The HPL test battery involves resolving an ordinary differential equation, Dongarra told us, where all the values in the matrix are populated. In real-world simulations, some or perhaps most matrix values are unpopulated. Resolving these Partial Differential Equations (PDE) requires the form of these equations to be changed, the proper word for which is “disparatized.” This way, instead of a continuous function which may not represent reality, the system resolves for discrete events. Indeed, the branch of math that deals with this is called Discrete Event Simulation (DES). At Los Alamos National Labs, software developers have come up with a library they call SimCore [PDF], which stages DES for extremely complex simulations but opens up exploration into these simulations using a language a simple as Python.
“The idea,” said Dongarra, “would be to come up with the benchmark that looks at that problem — a large sparse matrix problem. Because that’s what our computers are used for.”
The problem is, if Shekhar Borkar’s prediction plays out, the methods and algorithms currently in production for resolving these problems on a real-world scale would likely have to be completely reconfigured once the architecture that replaces CMOS — if it’s based on Josephson junctions, qubits, or whatever — becomes imminent.
“Application scientists are going to have to work hard to implement their algorithms and applications on this next-generation of architectures,” Dongarra said, “because the architectural features of those machines are different than what we’ve used before, and cause us to have to rethink and re-implement our methods.” He noted that the US Department of Energy has already planned to invest $1.8 billion in new and innovative CMOS hardware, and another $1.8 billion in the software to drive it.

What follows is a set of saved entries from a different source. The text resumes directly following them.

pub mod key;
pub mod crypto;
pub mod blockstore;
pub mod blob;
pub mod fsblob;
pub mod config;

pub use key::{Key, KEY_SIZE};
pub use crypto::EncryptionKey;
pub use blockstore::{BlockStore, BlockStoreError, EncryptedBlockStore, InMemoryBlockStore, OnDiskBlockStore};
pub use blob::{Blob, BlobError, BlobStore};
pub use fsblob::{DirBlob, EntryType, FileBlob, FsBlob, FsBlobError, FsBlobStore, FsBlobView, SymlinkBlob};
pub use config::{BlobStoreConfig, ConfigError};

But if the road ahead for CMOS dead-ends, can we count on more investments of this magnitude in the future? We asked Tom Conte, who directs the Center for Research into Novel Computing Hierarchies at the Georgia Institute of Technology.
“In general, I think the inertia in maintaining current technologies based on CMOS is large,” Conte told DCK, “but also there’s needed investment for the technologies you point out. Luckily, there is a lot of investment in technologies that relate to this.” He cited government-funded contests into quantum computing research as one example, the “afterglow” of which, as he put it, benefitting all other realms of computing research.
Emerging from the laboratory with a new approach of fabricating semiconductors, Conte believes, may take another decade — much of which may be spent, if Borkar and Dongarra are accurate, tweaking software here and there to uncover small efficiencies along the way. “But after we get out of the lab,” he said, “it’ll be a pull. It’ll be that they really need these technologies, and they’ll end up in the marketplace.”
We need to believe in steady, predictable, calculable progress, even if it takes tumultuous, revolutionary, world-altering gambles under the surface just to keep up appearances.